-- Exercise requirements --
Each line below from the one containing "deliberately absent from" through the one containing "or document space." is to be given again exactly, and no line outside that span.

-- Record set --
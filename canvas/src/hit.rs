#[cfg(test)]
#[path = "hit_test.rs"]
mod hit_test;

use crate::camera::Point;
use crate::doc::{BoxId, Document};

/// The box under `doc_pt`, if any.
///
/// Boxes later in the document render on top, so the search runs from the
/// most recently added box backwards.
#[must_use]
pub fn hit_test(doc_pt: Point, doc: &Document) -> Option<BoxId> {
    doc.boxes()
        .iter()
        .rev()
        .find(|b| b.rect().contains(doc_pt))
        .map(|b| b.id)
}
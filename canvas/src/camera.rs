//! Viewport transform: zoom, pan, and screen/document conversions.
//!
//! Box coordinates are always pan-independent. Pan is a translation of the
//! rendered layer, so it takes part in [`Viewport::document_to_screen`] but is
//! deliberately absent from [`Viewport::screen_to_document`], which measures
//! pointers relative to the (already translated) container origin.

#[cfg(test)]
#[path = "camera_test.rs"]
mod camera_test;

use serde::{Deserialize, Serialize};

use crate::consts::{DEFAULT_ZOOM, MAX_ZOOM, MIN_ZOOM, PINCH_ZOOM_GAIN, WHEEL_ZOOM_STEP};

/// A point in either screen or document space.
#[derive(Debug, Clone, Copy, PartialEq, Default, Serialize, Deserialize)]
pub struct Point {
    pub x: f64,
    pub y: f64,
}

impl Point {
    #[must_use]
    pub fn new(x: f64, y: f64) -> Self {
        Self { x, y }
    }

    /// Euclidean distance to `other`.
    #[must_use]
    pub fn distance(self, other: Point) -> f64 {
        (other.x - self.x).hypot(other.y - self.y)
    }
}

/// Clamp a zoom factor into the supported range.
#[must_use]
pub fn clamp_zoom(zoom: f64) -> f64 {
    if zoom.is_nan() {
        return DEFAULT_ZOOM;
    }
    zoom.clamp(MIN_ZOOM, MAX_ZOOM)
}

/// Zoom/pan state of the canvas.
///
/// `pan` is in screen pixels and unbounded. `zoom` is the number of screen
/// pixels per document unit, always within `[MIN_ZOOM, MAX_ZOOM]`.
#[derive(Debug, Clone, Copy, PartialEq)]
pub struct Viewport {
    pub zoom: f64,
    pub pan: Point,
}

impl Default for Viewport {
    fn default() -> Self {
        Self { zoom: DEFAULT_ZOOM, pan: Point::default() }
    }
}

impl Viewport {
    /// Convert a pointer position to document coordinates relative to the
    /// container's on-screen origin.
    #[must_use]
    pub fn screen_to_document(&self, screen: Point, container_origin: Point) -> Point {
        Point {
            x: (screen.x - container_origin.x) / self.zoom,
            y: (screen.y - container_origin.y) / self.zoom,
        }
    }

    /// The document point drawn under a pointer position. Unlike
    /// [`Self::screen_to_document`] this undoes the layer's pan translation,
    /// so it matches what the user actually sees; use it for hit-testing.
    #[must_use]
    pub fn screen_to_layer(&self, screen: Point, container_origin: Point) -> Point {
        Point {
            x: (screen.x - container_origin.x - self.pan.x) / self.zoom,
            y: (screen.y - container_origin.y - self.pan.y) / self.zoom,
        }
    }

    /// Where a document point renders inside the container, after the layer's
    /// pan translation and zoom scale.
    #[must_use]
    pub fn document_to_screen(&self, doc: Point) -> Point {
        Point {
            x: doc.x * self.zoom + self.pan.x,
            y: doc.y * self.zoom + self.pan.y,
        }
    }

    /// Convert a screen-space length to document units.
    #[must_use]
    pub fn screen_dist_to_document(&self, screen_dist: f64) -> f64 {
        screen_dist / self.zoom
    }

    /// Set zoom, clamping into range. Returns `true` if the value changed.
    pub fn set_zoom(&mut self, zoom: f64) -> bool {
        let next = clamp_zoom(zoom);
        let changed = (next - self.zoom).abs() > f64::EPSILON;
        self.zoom = next;
        changed
    }

    /// Apply one wheel notch: scrolling down zooms out, anything else zooms in.
    pub fn wheel_zoom(&mut self, delta_y: f64) -> bool {
        let step = if delta_y > 0.0 { -WHEEL_ZOOM_STEP } else { WHEEL_ZOOM_STEP };
        self.set_zoom(self.zoom + step)
    }

    /// Apply a pinch scale factor (`current / previous` finger distance).
    pub fn pinch_zoom(&mut self, scale: f64) -> bool {
        self.set_zoom(self.zoom + (scale - 1.0) * PINCH_ZOOM_GAIN)
    }

    /// Zoom as a whole percentage for display.
    #[must_use]
    pub fn zoom_percent(&self) -> i64 {
        #[allow(clippy::cast_possible_truncation)]
        let pct = (self.zoom * 100.0).round() as i64;
        pct
    }
}

/// Distance between two touch points, in screen pixels.
#[must_use]
pub fn touch_distance(a: Point, b: Point) -> f64 {
    a.distance(b)
}

/// Tracks the finger distance of a two-point gesture between updates.
#[derive(Debug, Clone, Copy, Default, PartialEq)]
pub struct Pinch {
    last_distance: f64,
}

impl Pinch {
    #[must_use]
    pub fn new(distance: f64) -> Self {
        Self { last_distance: distance }
    }

    #[must_use]
    pub fn last_distance(&self) -> f64 {
        self.last_distance
    }

    /// Record a new distance, returning the scale relative to the previous
    /// sample. The first sample (or one following a zero distance) only records.
    pub fn update(&mut self, distance: f64) -> Option<f64> {
        let scale = (self.last_distance > 0.0).then(|| distance / self.last_distance);
        self.last_distance = distance;
        scale
    }
}
// Copyright 2024 FastLabs Developers
//
// Licensed under the Apache License, Version 2.0 (the "License");
// you may not use this file except in compliance with the License.
// You may obtain a copy of the License at
//
//     http://www.apache.org/licenses/LICENSE-2.0
//
// Unless required by applicable law or agreed to in writing, software
// distributed under the License is distributed on an "AS IS" BASIS,
// WITHOUT WARRANTIES OR CONDITIONS OF ANY KIND, either express or implied.
// See the License for the specific language governing permissions and
// limitations under the License.

//! Filters for log records.

use std::fmt;

use crate::record::Level;
use crate::record::LogRecord;

mod level;

pub use self::level::MinimumLevel;

/// The result of a filter check.
#[derive(Debug, Clone, Copy, PartialEq, Eq)]
pub enum FilterResult {
    /// The record will be processed without further filtering.
    Accept,
    /// The record should not be processed.
    Reject,
    /// No decision could be made, further filtering should occur.
    Neutral,
}

/// A filter that can be applied to log records.
pub trait Filter: fmt::Debug + Send + Sync + 'static {
    /// Whether a record with the given level and target could pass this filter.
    fn enabled(&self, level: Level, target: &str) -> FilterResult;

    /// Whether the given record passes this filter.
    ///
    /// Default to [`Filter::enabled`] on the record's level and logger name.
    fn matches(&self, record: &LogRecord) -> FilterResult {
        self.enabled(record.level(), record.logger())
    }
}

impl<T: Filter> From<T> for Box<dyn Filter> {
    fn from(value: T) -> Self {
        Box::new(value)
    }
}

-- Completed exercise --
//! deliberately absent from [`Viewport::screen_to_document`], which measures
//! pointers relative to the (already translated) container origin.

#[cfg(test)]
#[path = "camera_test.rs"]
mod camera_test;

use serde::{Deserialize, Serialize};

use crate::consts::{DEFAULT_ZOOM, MAX_ZOOM, MIN_ZOOM, PINCH_ZOOM_GAIN, WHEEL_ZOOM_STEP};

/// A point in either screen or document space.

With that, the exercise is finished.